"Udah babak belur, kok, malah senyum-senyum." Aya menyindir Arden, sementara laki-laki itu malah tertawa kecil.
"Gue senang, karena lo sepeduli ini sama gue."
"Siapapun yang ngeliat Kakak sekarang juga akan merasa kasihan tahu!"
"Sepertinya orang yang di sana enggak." Arden menatap Dave di pantry. Dave sedang memakan sepotong pizza yang berhasil dibelinya setelah merampas uang Arden. Perayaan, karena Arden masih hidup. Begitu katanya.
"Kak Dave sebenarnya juga cemas, tapi ini semua gara-gara kebodohan Kakak. Jadi Kak Dave enggak mau peduli."
"Ayolah, lo peduli sama gue. Kenapa susah banget untuk jujur soal hal kecil semacam itu?"
"Aku cuma kasihan sama Kakak."
"Lo enggak harus kasihan sama gue."
"Semua manusia yang baik punya rasa kasihan, apalagi melihat orang yang berdarah-darah dan hampir mati."
"Semua orang bisa kasihan, tapi enggak semua orang bisa peduli seperti ini."
Aya menatap Arden jengkel. "Kakak bisa diam enggak?"
"Lo bisa memilih enggak peduli sama gue, Aya."
"Kakak adalah keluarga aku."
"Lo enggak harus peduli sama keluarga lo, apalagi cuma saudara tiri semacam gue."
"Yang mau Kakak ngomongin sebenarnya apa?"
"Lo peduli sama gue, Aya. Enggak usah berpura-pura. Mata lo yang hampir nangis ngeliat keadaan gue itu lebih dari kasihan. Lo mau gue baik-baik aja. Lo rela mondar-mandir cuma untuk nyariin obat gue dan see! Sekarang lo juga membersihkan luka gue."
"Udah aku bilang—"
"No, dengerin gue!" Arden memotong ucapan Aya sebelum perempuan itu berbicara lebih banyak.
"Awalnya gue pikir lo cuma kasihan. Awalnya gue pikir gue cuma jatuh sendirian, tapi enggak. Kecemasan di mata lo, jari-jari lo yang masih gemetaran bahkan sekarang hanya karena gue berdarah adalah kebenarannya. Lo sesayang itu sama gue. Lo juga jatuh seperti gue Aya!" Arden meninggikan suaranya dalam keriangan. Tertawa dan membuat Aya tampak kesulitan berbicara.
"Aya, lo bener-bener pintar menyembunyikannya sampai gue berpikir gue sendirian selamanya."
Aya mundur, menurunkan tangannya yang memegang sepotong kapas berwarna merah.
"Itu enggak benar."
"It's oke untuk jujur soal apa yang lo rasain.
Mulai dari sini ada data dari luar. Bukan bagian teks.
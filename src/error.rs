//! Error taxonomy for dealing and round auditing.
//!
//! Selection requests that cannot apply (second pick on the same card, clicks
//! after the reveal) are not errors; the round controller ignores them.

use thiserror::Error;

/// A card table entry that breaks the card invariants.
#[derive(Debug, Clone, PartialEq, Eq, Error)]
pub enum DatasetError {
    #[error("symbol '{glyph}' has no radical components")]
    EmptyComponents { glyph: &'static str },
    #[error("symbol '{glyph}' appears twice on the same card")]
    DuplicateSymbol { glyph: &'static str },
}

#[derive(Debug, Clone, PartialEq, Eq, Error)]
pub enum DealError {
    #[error("deck exhausted: {remaining} card(s) left, two needed")]
    Exhausted { remaining: usize },
    #[error(transparent)]
    Dataset(#[from] DatasetError),
}

/// The two dealt cards do not hold exactly one single-radical pair.
///
/// Precondition violation on the dataset; callers log it and keep playing.
#[derive(Debug, Clone, PartialEq, Eq, Error)]
#[error("malformed round: {unique_matches} unique match(es), {ambiguous_pairs} ambiguous pair(s)")]
pub struct MalformedRound {
    pub unique_matches: usize,
    pub ambiguous_pairs: usize,
}
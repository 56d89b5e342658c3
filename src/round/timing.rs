// Delay settings for the resolution sequences.
// All delays are multiples of one base step so the page can speed the whole
// game up or down with a single number.

pub const DEFAULT_BASE_DELAY_MS: u32 = 150;

#[derive(Clone, Copy, Debug, PartialEq, Eq)]
pub struct Timing {
    pub base_ms: u32,
}

impl Default for Timing {
    fn default() -> Self {
        Self { base_ms: DEFAULT_BASE_DELAY_MS }
    }
}

impl Timing {
    pub fn new(base_ms: u32) -> Self {
        Self { base_ms }
    }

    /// Selection of a non-matching pair -> wrong marker.
    pub fn wrong_mark_ms(&self) -> u32 {
        self.base_ms
    }

    /// Wrong marker -> cleared and deselected.
    pub fn wrong_clear_ms(&self) -> u32 {
        self.base_ms.saturating_mul(2)
    }

    /// Selection of the matching pair -> success indication.
    pub fn celebrate_ms(&self) -> u32 {
        self.base_ms
    }

    /// Success indication -> component reveal.
    pub fn reveal_ms(&self) -> u32 {
        self.base_ms.saturating_mul(4)
    }
}

#[cfg(test)]
mod tests {
    use super::*;

    #[test]
    fn test_default_delays() {
        let t = Timing::default();
        assert_eq!((t.wrong_mark_ms(), t.wrong_clear_ms()), (150, 300));
        assert_eq!((t.celebrate_ms(), t.reveal_ms()), (150, 600));
    }

    #[test]
    fn test_zero_base_is_instant() {
        let t = Timing::new(0);
        assert_eq!(t.reveal_ms(), 0);
    }
}
//! Spot-it CJK core crate.
//!
//! Two cards of composite Hanzi are dealt; exactly one cross-card pair shares a
//! single radical component and the player has to find it. Game logic (deck,
//! breakdown index, matcher, round controller) is plain Rust and runs natively;
//! `dom` drives it from the page through `start_game()`.

use wasm_bindgen::prelude::*;

pub mod breakdown;
pub mod deck;
mod dom;
pub mod error;
pub mod gate;
mod logging;
pub mod matcher;
pub mod round;

pub use breakdown::Breakdown;
pub use deck::{ALL_CARDS, Card, CardPair, CardSlot, ComponentSet, Deck, Symbol, SymbolId};
pub use error::{DatasetError, DealError, MalformedRound};
pub use matcher::{Outcome, evaluate};
pub use round::{Command, Event, Notification, Phase, RenderRequest, Round, Step, Timing};

// Optional small allocator for size (feature gated)
#[cfg(feature = "wee_alloc")]
#[global_allocator]
static ALLOC: wee_alloc::WeeAlloc = wee_alloc::WeeAlloc::INIT;

#[wasm_bindgen(start)]
pub fn wasm_start() {
    #[cfg(feature = "console_error_panic_hook")]
    console_error_panic_hook::set_once();
    let level = if cfg!(debug_assertions) {
        log::LevelFilter::Debug
    } else {
        log::LevelFilter::Info
    };
    logging::init(level);
}

// -----------------------------------------------------------------------------
// Page entrypoints
// -----------------------------------------------------------------------------

/// Deal a new round (two cards not used by earlier rounds) and draw it.
#[wasm_bindgen]
pub fn start_game() -> Result<(), JsValue> {
    dom::start_round(Timing::default())
}

/// Same as `start_game()` with a custom base animation step in milliseconds.
#[wasm_bindgen]
pub fn start_game_with_timing(base_ms: u32) -> Result<(), JsValue> {
    dom::start_round(Timing::new(base_ms))
}

/// Click-equivalent selection. `card` is 1 or 2, `index` the symbol position.
#[wasm_bindgen]
pub fn select_symbol(card: u32, index: u32) {
    let slot = match card {
        1 => CardSlot::First,
        2 => CardSlot::Second,
        _ => return,
    };
    dom::dispatch(Event::SymbolSelected(SymbolId::new(slot, index as usize)));
}

#[wasm_bindgen]
pub fn forfeit() {
    dom::dispatch(Event::ForfeitRequested);
}

/// JSON view of the current round (phase, selection, revealed radical).
#[cfg(feature = "serde_json")]
#[wasm_bindgen]
pub fn round_snapshot() -> Result<String, JsValue> {
    let snapshot = dom::snapshot().ok_or_else(|| JsValue::from_str("no round in progress"))?;
    serde_json::to_string(&snapshot).map_err(|err| JsValue::from_str(&err.to_string()))
}
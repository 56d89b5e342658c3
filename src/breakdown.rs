//! Breakdown index: symbol -> radical components for the dealt cards.

use std::collections::HashMap;

use crate::deck::{CardPair, ComponentSet, SymbolId};

/// Lookup built once per round. A new round builds a new index; nothing
/// carries over.
#[derive(Clone, Debug, Default)]
pub struct Breakdown {
    components: HashMap<SymbolId, ComponentSet>,
}

impl Breakdown {
    pub fn build(cards: &CardPair) -> Self {
        let components = cards
            .iter()
            .flat_map(|card| card.iter())
            .map(|(id, symbol)| (id, symbol.components.clone()))
            .collect();
        Self { components }
    }

    pub fn get(&self, id: SymbolId) -> Option<&ComponentSet> {
        self.components.get(&id)
    }

    pub fn len(&self) -> usize {
        self.components.len()
    }

    pub fn is_empty(&self) -> bool {
        self.components.is_empty()
    }
}
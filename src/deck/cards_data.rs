// Spot-it card table.
// Each card lists (glyph, radical components). Any two cards share exactly one
// glyph pair whose components overlap in a single radical.

pub const ALL_CARDS: &[&[(&str, &[&str])]] = &[
    &[("薄", &["氵", "艹"]), ("呆", &["木", "口"]), ("鋬", &["金", "扌"]), ("媬", &["亻", "女"])],
    &[("淩", &["氵", "土"]), ("蠩", &["虫", "言"]), ("愀", &["火", "忄"]), ("絹", &["月", "糹"])],
    &[("籓", &["氵", "竹"]), ("鑴", &["山", "王"]), ("鮖", &["石", "魚"]), ("隝", &["鳥", "阝"])],
    &[("疒", &["疒"]), ("馬", &["馬"]), ("盪", &["氵", "日"]), ("镅", &["钅", "目"]), ("襚", &["辶", "衤"])],
    &[("瀩", &["氵", "禾"]), ("悐", &["犭", "心"]), ("輕", &["一", "車"]), ("谜", &["米", "讠"])],
    &[("潍", &["氵", "纟"]), ("則", &["刂", "貝"]), ("釃", &["酉", "广"]), ("顭", &["頁", "冖"])],
    &[("礻", &["礻"]), ("鱼", &["鱼"]), ("窪", &["氵", "宀"]), ("幑", &["巾", "彳"]), ("飭", &["力", "飠"])],
    &[("聻", &["氵", "耳"]), ("鞇", &["革", "大"]), ("雷", &["雨", "田"]), ("覽", &["罒", "丿"])],
    &[("蓺", &["艹", "土"]), ("箸", &["竹", "日"]), ("绣", &["禾", "纟"]), ("鞚", &["宀", "革"])],
    &[("蘰", &["艹", "糹"]), ("鰢", &["魚", "馬"]), ("谠", &["讠", "冖"]), ("鳓", &["鱼", "丿"])],
    &[("萠", &["艹", "月"]), ("隩", &["阝", "米"]), ("襭", &["衤", "頁"]), ("饠", &["飠", "罒"])],
    &[("蘹", &["艹", "忄"]), ("鶐", &["鳥", "辶"]), ("庫", &["車", "广"]), ("虜", &["力", "田"])],
    &[("藀", &["艹", "火"]), ("研", &["石", "一"]), ("疾", &["疒", "大"]), ("禉", &["酉", "礻"])],
    &[("讙", &["艹", "言"]), ("寳", &["王", "目"]), ("贒", &["心", "貝"]), ("霺", &["彳", "雨"])],
    &[("巾", &["巾"]), ("耳", &["耳"]), ("蠆", &["艹", "虫"]), ("镚", &["山", "钅"]), ("猘", &["犭", "刂"])],
    &[("稜", &["木", "土"]), ("覬", &["山", "目"]), ("庒", &["一", "广"]), ("饙", &["飠", "丿"])],
    &[("力", &["力"]), ("罒", &["罒"]), ("纅", &["木", "糹"]), ("篯", &["竹", "钅"]), ("醷", &["心", "酉"])],
    &[("稍", &["木", "月"]), ("魯", &["魚", "日"]), ("獱", &["犭", "貝"]), ("鰰", &["礻", "田"])],
    &[("懡", &["木", "忄"]), ("騭", &["阝", "馬"]), ("梨", &["禾", "刂"]), ("忁", &["彳", "大"])],
    &[("衤", &["衤"]), ("纟", &["纟"]), ("愁", &["木", "火"]), ("鸍", &["鳥", "巾"]), ("霭", &["讠", "雨"])],
    &[("譟", &["木", "言"]), ("鿎", &["石", "辶"]), ("糓", &["米", "冖"]), ("聺", &["宀", "耳"])],
    &[("蠜", &["木", "虫"]), ("癍", &["王", "疒"]), ("顐", &["車", "頁"]), ("鳓", &["鱼", "革"])],
    &[("牆", &["口", "土"]), ("鑝", &["王", "辶"]), ("谫", &["讠", "刂"]), ("禤", &["礻", "罒"])],
    &[("結", &["口", "糹"]), ("疝", &["山", "疒"]), ("继", &["米", "纟"]), ("鰴", &["彳", "田"])],
    &[("朐", &["口", "月"]), ("籯", &["竹", "目"]), ("運", &["車", "冖"]), ("幕", &["巾", "大"])],
    &[("頁", &["頁"]), ("雨", &["雨"]), ("恬", &["口", "忄"]), ("鮝", &["魚", "一"]), ("镲", &["钅", "宀"])],
    &[("煔", &["口", "火"]), ("陽", &["阝", "日"]), ("懬", &["心", "广"]), ("鲰", &["鱼", "耳"])],
    &[("飠", &["飠"]), ("革", &["革"]), ("讝", &["口", "言"]), ("鷌", &["鳥", "馬"]), ("猶", &["犭", "酉"])],
    &[("虽", &["口", "虫"]), ("袥", &["石", "衤"]), ("積", &["禾", "貝"]), ("另", &["力", "丿"])],
    &[("鑸", &["金", "土"]), ("騞", &["石", "馬"]), ("顖", &["心", "頁"]), ("鿨", &["巾", "田"])],
    &[("鐑", &["金", "糹"]), ("裎", &["王", "衤"]), ("獷", &["犭", "广"]), ("寄", &["宀", "大"])],
    &[("鐗", &["金", "月"]), ("遄", &["山", "辶"]), ("醔", &["禾", "酉"]), ("鳕", &["鱼", "雨"])],
    &[("懰", &["金", "忄"]), ("癤", &["竹", "疒"]), ("诹", &["讠", "耳"]), ("饡", &["貝", "飠"])],
    &[("鍬", &["金", "火"]), ("鱡", &["魚", "目"]), ("糋", &["米", "刂"]), ("勒", &["力", "革"])],
    &[("鍧", &["金", "言"]), ("锕", &["阝", "钅"]), ("禈", &["車", "礻"]), ("纯", &["纟", "丿"])],
    &[("鉵", &["金", "虫"]), ("鸔", &["鳥", "日"]), ("滂", &["一", "冖"]), ("徳", &["彳", "罒"])],
    &[("擡", &["扌", "土"]), ("鷭", &["鳥", "米"]), ("镥", &["钅", "鱼"]), ("贀", &["貝", "大"])],
    &[("刂", &["刂"]), ("雨", &["雨"]), ("撧", &["扌", "糹"]), ("礍", &["石", "日"]), ("餫", &["車", "飠"])],
    &[("捕", &["扌", "月"]), ("騜", &["王", "馬"]), ("缬", &["一", "纟"]), ("聈", &["力", "耳"])],
    &[("礻", &["礻"]), ("革", &["革"]), ("搄", &["扌", "忄"]), ("褍", &["山", "衤"]), ("懘", &["心", "冖"])],
    &[("頁", &["頁"]), ("彳", &["彳"]), ("烲", &["扌", "火"]), ("遾", &["竹", "辶"]), ("獥", &["犭", "丿"])],
    &[("擔", &["扌", "言"]), ("癬", &["魚", "疒"]), ("麕", &["禾", "广"]), ("鿡", &["巾", "罒"])],
    &[("蜇", &["扌", "虫"]), ("隤", &["阝", "目"]), ("谉", &["讠", "宀"]), ("鿐", &["酉", "田"])],
    &[("佳", &["亻", "土"]), ("癮", &["阝", "疒"]), ("獴", &["犭", "冖"]), ("霧", &["力", "雨"])],
    &[("礻", &["礻"]), ("耳", &["耳"]), ("纀", &["亻", "糹"]), ("鸘", &["鳥", "目"]), ("穎", &["禾", "頁"])],
    &[("讠", &["讠"]), ("革", &["革"]), ("倩", &["亻", "月"]), ("磨", &["石", "广"]), ("衔", &["钅", "彳"])],
    &[("恘", &["亻", "忄"]), ("韹", &["王", "日"]), ("醾", &["米", "酉"]), ("师", &["巾", "丿"])],
    &[("焲", &["亻", "火"]), ("驨", &["山", "馬"]), ("轒", &["車", "貝"]), ("寰", &["宀", "罒"])],
    &[("諐", &["亻", "言"]), ("笠", &["竹", "一"]), ("襶", &["衤", "田"]), ("鲗", &["刂", "鱼"])],
    &[("蟘", &["亻", "虫"]), ("鱁", &["魚", "辶"]), ("缌", &["心", "纟"]), ("餸", &["飠", "大"])],
    &[("酉", &["酉"]), ("耳", &["耳"]), ("嬯", &["女", "土"]), ("鰱", &["魚", "車"]), ("褷", &["衤", "彳"])],
    &[("巾", &["巾"]), ("革", &["革"]), ("纓", &["女", "糹"]), ("隨", &["阝", "辶"]), ("寳", &["一", "貝"])],
    &[("嬴", &["女", "月"]), ("鷾", &["鳥", "心"]), ("瘌", &["疒", "刂"]), ("宓", &["宀", "丿"])],
    &[("纟", &["纟"]), ("鱼", &["鱼"]), ("慺", &["女", "忄"]), ("礸", &["石", "目"]), ("玀", &["犭", "罒"])],
    &[("熡", &["女", "火"]), ("锽", &["王", "钅"]), ("馞", &["禾", "冖"]), ("餾", &["飠", "田"])],
    &[("頁", &["頁"]), ("力", &["力"]), ("謱", &["女", "言"]), ("崑", &["山", "日"]), ("诶", &["讠", "大"])],
    &[("蠳", &["女", "虫"]), ("篤", &["竹", "馬"]), ("糜", &["米", "广"]), ("鿅", &["礻", "雨"])],
];
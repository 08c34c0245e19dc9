//! Utility functions for working with JSON documents.

use chrono::DateTime;
use serde_json::{Map, Value};
use std::cmp::Ordering;

/// Resolve a dotted path such as `metrics.viewsCount` inside a document.
pub fn get_path<'a>(document: &'a Value, path: &str) -> Option<&'a Value> {
    path.split('.')
        .try_fold(document, |current, segment| current.get(segment))
}

/// Recursively merge `patch` into `target`.
///
/// Objects are merged key by key; any other value in `patch` replaces the target value.
pub fn merge_json(target: &mut Value, patch: &Value) {
    match (target, patch) {
        (Value::Object(target_map), Value::Object(patch_map)) => {
            merge_maps(target_map, patch_map);
        }
        (target, patch) => {
            *target = patch.clone();
        }
    }
}

fn merge_maps(target: &mut Map<String, Value>, patch: &Map<String, Value>) {
    for (key, patch_value) in patch {
        match target.get_mut(key) {
            Some(existing) if existing.is_object() && patch_value.is_object() => {
                merge_json(existing, patch_value);
            }
            _ => {
                target.insert(key.clone(), patch_value.clone());
            }
        }
    }
}

#[derive(Debug, PartialEq, PartialOrd)]
enum SortValue<'a> {
    Number(f64),
    Text(&'a str),
    Bool(bool),
}

fn sort_value(value: &Value) -> Option<SortValue<'_>> {
    match value {
        Value::Number(n) => n.as_f64().map(SortValue::Number),
        Value::String(s) => {
            if let Ok(n) = s.parse::<u64>() {
                Some(SortValue::Number(n as f64))
            } else if let Ok(ts) = DateTime::parse_from_rfc3339(s) {
                Some(SortValue::Number(ts.timestamp_millis() as f64))
            } else {
                Some(SortValue::Text(s))
            }
        }
        Value::Bool(b) => Some(SortValue::Bool(*b)),
        _ => None,
    }
}

/// Compare two optional field values for sorting in ascending order.
///
/// Decimal strings compare as numbers and RFC 3339 strings as instants, so string-encoded
/// counters and timestamps order naturally. Missing or unsortable values compare greater
/// than any present value.
pub fn compare_values(a: Option<&Value>, b: Option<&Value>) -> Ordering {
    let a = a.and_then(sort_value);
    let b = b.and_then(sort_value);
    match (a, b) {
        (Some(a), Some(b)) => a.partial_cmp(&b).unwrap_or(Ordering::Equal),
        (Some(_), None) => Ordering::Less,
        (None, Some(_)) => Ordering::Greater,
        (None, None) => Ordering::Equal,
    }
}

/// Render a scalar as the string used for facet keys.
pub fn facet_key(value: &Value) -> Option<String> {
    match value {
        Value::String(s) => Some(s.clone()),
        Value::Number(n) => Some(n.to_string()),
        Value::Bool(b) => Some(b.to_string()),
        _ => None,
    }
}
//! Consumer module for the video search indexer.
//!
//! Provides Kafka consumer functionality for receiving video and creator events.

mod kafka_consumer;
mod messages;
mod redelivery;

pub use kafka_consumer::KafkaConsumer;
pub use messages::{IndexEvent, StreamMessage};
pub use redelivery::{earliest_offsets, AckAction, BatchTracker, MessageOffset};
Lo enggak harus menyembunyikan hal itu selamanya."
Arden menggengam kedua tangan Aya. Meyakinkan perempuan itu bahwa segalanya baik-baik saja jika Aya mengungkapkan perasaannya. Malah keadaan akan sangat baik. Arden yakin itu.
Aya melirik Dave. "Enggak enak. Ada Kak Dave."
Arden tertawa, lalu memeluk perut Aya. Apa dia bilang! Aya juga menyukainya. Perempuan itu hanya pintar menyembunyikan perasaan, tapi Aya jelas tidak bisa berbohong selamanya.
"Diam dulu!" Aya mendorong Arden. Menempelkan kapas basah ke darah yang mengering di sekitar hidung Arden.
"Sejak kapan?" Arden mendongak. Malam ini Aya sangat cantik. Rambutnya yang berantakan, letak kacamatanya yang miring dan kulitnya yang berminyak menunjukkan betapa perempuan itu hampir tidak memikirkan dirinya sendiri hanya untuk Arden.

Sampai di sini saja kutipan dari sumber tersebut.